Tropical Journal of Pathology and Microbiology

2020 Volume 6 Number 7 September-October

Conventional transbronchial needle aspiration cytology as a diagnostic tool in patients with suspected lung cancer - Our experience at a tertiary care center.

Chauhan R.1, Awasthi S.2, Arora D.3*, Ahmed F.4, Joshi H.5, Garg I. 6
DOI: https://doi.org/10.17511/jopm.2020.i07.01

1 Rashmi Chauhan, Assistant Professor, 2 Seema Awasthi, Professor and Head, 3* Deepti Arora, Associate Professor, 4 Faiyaz Ahmed, Professor, 5 Himanshu Joshi, Associate Professor, 6 Ina Garg, Post-Graduate. All the authors are affiliated with the Department of Pathology, Teerthanker Mahaveer Medical College and Research Center, Moradabad, Uttar Pradesh, India

Background: Conventional transbronchial needle aspiration (c-TBNA) is a minimally invasive bronchoscopic technique used to obtain cytological samples from peribronchial lesions and mediastinal lymph nodes. However, the concern about its efficacy and the advent of newer techniques have led to the underutilization of this time tested and cost-effective modality. Objective: The present study was aimed to assess the diagnostic yield of c-TBNA in suspected cases of lung cancer. Method: c-TBNA smears received from January 2017 to February 2020, with clinical-radiological suspicion of lung malignancy were retrospectively analyzed. Result: A total of 22 cases were reviewed. The mean age of the study population was 57.54 years, with a male-female ratio of ~2:1. The adequate aspirate was obtained in 19/22 (86%) cases. The overall diagnostic yield of c-TBNA was 82%. 14/19 (74%) cases were positive for malignancy, non-small cell lung carcinoma being the most common malignancy diagnosed (11 cases). 4/19 (21%) cases were diagnosed with granulomatous pathology, while smears in 1 case were non-diagnostic. Conclusion: Conventional transbronchial needle aspiration cytology is an efficacious method used for the diagnosis of lung carcinoma. Especially in resource-limited settings, it remains irreplaceable as a diagnostic tool and should be routinely utilized.

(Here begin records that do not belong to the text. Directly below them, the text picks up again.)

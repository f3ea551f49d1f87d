//! ## pulse-ingest::jitter
//! **Display-only jitter for events sharing a timestamp**
//!
//! Extracts with minute resolution put many procedures on the same instant,
//! which draws as a staircase in a trend chart. A jitter model spreads them
//! across the second they belong to. The offset lives on
//! [`Event::display_time`](pulse_core::Event::display_time) only; completion
//! times, and therefore every count, are untouched.

use rand::rngs::SmallRng;
use rand::{Rng, SeedableRng};

/// Produces a sub-second display offset for each loaded event.
pub trait DisplayJitter: Send {
    /// Offset in milliseconds, in `0..1000`.
    fn next_offset_ms(&mut self) -> u16;
}

/// Uniform jitter. Seeded models are reproducible across runs.
#[derive(Debug)]
pub struct RandomDisplayJitter {
    rng: SmallRng,
}

impl RandomDisplayJitter {
    pub fn seeded(seed: u64) -> Self {
        Self {
            rng: SmallRng::seed_from_u64(seed),
        }
    }

    pub fn from_entropy() -> Self {
        Self {
            rng: SmallRng::from_rng(&mut rand::rng()),
        }
    }
}

impl DisplayJitter for RandomDisplayJitter {
    fn next_offset_ms(&mut self) -> u16 {
        self.rng.random_range(0..1000)
    }
}

/// No jitter: display time equals completion time.
#[derive(Debug, Clone, Copy, Default)]
pub struct NoDisplayJitter;

impl DisplayJitter for NoDisplayJitter {
    fn next_offset_ms(&mut self) -> u16 {
        0
    }
}
//! # pulse-core
//!
//! Foundation layer for replaying a recorded day of procedure completions.
//!
//! ### Key Submodules:
//! - `event`: immutable, time-ordered event sequences with per-category indices
//! - `counter`: point-in-time counting over a sequence (binary search)
//! - `time`: wall clocks, both system-backed and virtual
//!
//! Nothing in this crate mutates an [`EventSequence`] after construction, so a
//! sequence can be shared between ticks (and threads) without locking.

pub mod counter;
pub mod error;
pub mod event;
pub mod time;

pub mod prelude {
    pub use crate::counter::{count_at, count_by_category_at, CategoryCounts};
    pub use crate::error::*;
    pub use crate::event::{Category, DateCount, Event, EventSequence};
    pub use crate::time::{ManualClock, SystemClock, WallClock};
}

pub use counter::{count_at, count_by_category_at, CategoryCounts};
pub use error::CoreError;
pub use event::{Category, DateCount, Event, EventSequence};
//! Bug reports for failed regression checks.

use std::fs;
use std::path::{Path, PathBuf};

use chrono::{NaiveDate, Utc};
use serde::Serialize;

use pulse_config::CountingStrategy;

use crate::error::EngineError;

/// Everything needed to reproduce a sweep whose hash did not match.
#[derive(Debug, Clone, Serialize, PartialEq)]
pub struct HashMismatchReport {
    pub data_path: Option<PathBuf>,
    pub replay_date: NaiveDate,
    pub baseline_offset: u64,
    pub step_seconds: u64,
    pub strategy: CountingStrategy,
    pub ticks: u64,
    pub expected: String,
    pub actual: String,
}

#[derive(Debug)]
pub struct DiagnosticsCollector {
    report_dir: PathBuf,
    bug_reports: Vec<PathBuf>,
}

impl Default for DiagnosticsCollector {
    fn default() -> Self {
        Self::new(".")
    }
}

impl DiagnosticsCollector {
    pub fn new(report_dir: impl Into<PathBuf>) -> Self {
        Self {
            report_dir: report_dir.into(),
            bug_reports: Vec::new(),
        }
    }

    pub fn report_dir(&self) -> &Path {
        &self.report_dir
    }

    /// Writes `report` as YAML to `bug_report_<utc timestamp>.yaml`.
    pub fn record_bug_report<T: Serialize>(&mut self, report: &T) -> Result<PathBuf, EngineError> {
        let yaml = serde_yaml::to_string(report)?;
        let stamp = Utc::now().format("%Y%m%dT%H%M%S%.3f");
        let path = self.report_dir.join(format!("bug_report_{stamp}.yaml"));
        fs::write(&path, yaml)?;

        self.bug_reports.push(path.clone());
        Ok(path)
    }

    pub fn bug_reports(&self) -> &[PathBuf] {
        &self.bug_reports
    }
}

#[cfg(test)]
mod tests {
    use super::*;

    #[test]
    fn report_is_written_as_yaml() {
        let dir = tempfile::tempdir().unwrap();
        let mut diagnostics = DiagnosticsCollector::new(dir.path());
        let report = HashMismatchReport {
            data_path: None,
            replay_date: NaiveDate::from_ymd_opt(2024, 3, 1).unwrap(),
            baseline_offset: 10,
            step_seconds: 1,
            strategy: CountingStrategy::Cursor,
            ticks: 601,
            expected: "00".into(),
            actual: "ff".into(),
        };

        let path = diagnostics.record_bug_report(&report).unwrap();
        let written = fs::read_to_string(&path).unwrap();
        assert!(written.contains("replay_date:"));
        assert!(written.contains("2024-03-01"));
        assert!(written.contains("strategy: cursor"));
        assert_eq!(diagnostics.bug_reports(), &[path]);
    }
}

Keywords: Bronchoscopy, Lung cancer, Transbronchial needle aspiration

Corresponding Author How to Cite this Article To Browse
Deepti Arora, Associate Professor, Department of Pathology, Teerthanker Mahaveer Medical College and Research Center, Moradabad, Uttar Pradesh, India.
Chauhan R, Awasthi S, Arora D, Ahmed F, Joshi H, Garg I. Conventional transbronchial needle aspiration cytology as a diagnostic tool in patients with suspected lung cancer - Our experience at a tertiary care center.. Trop J Pathol Microbiol. 2020;6(7):417-424.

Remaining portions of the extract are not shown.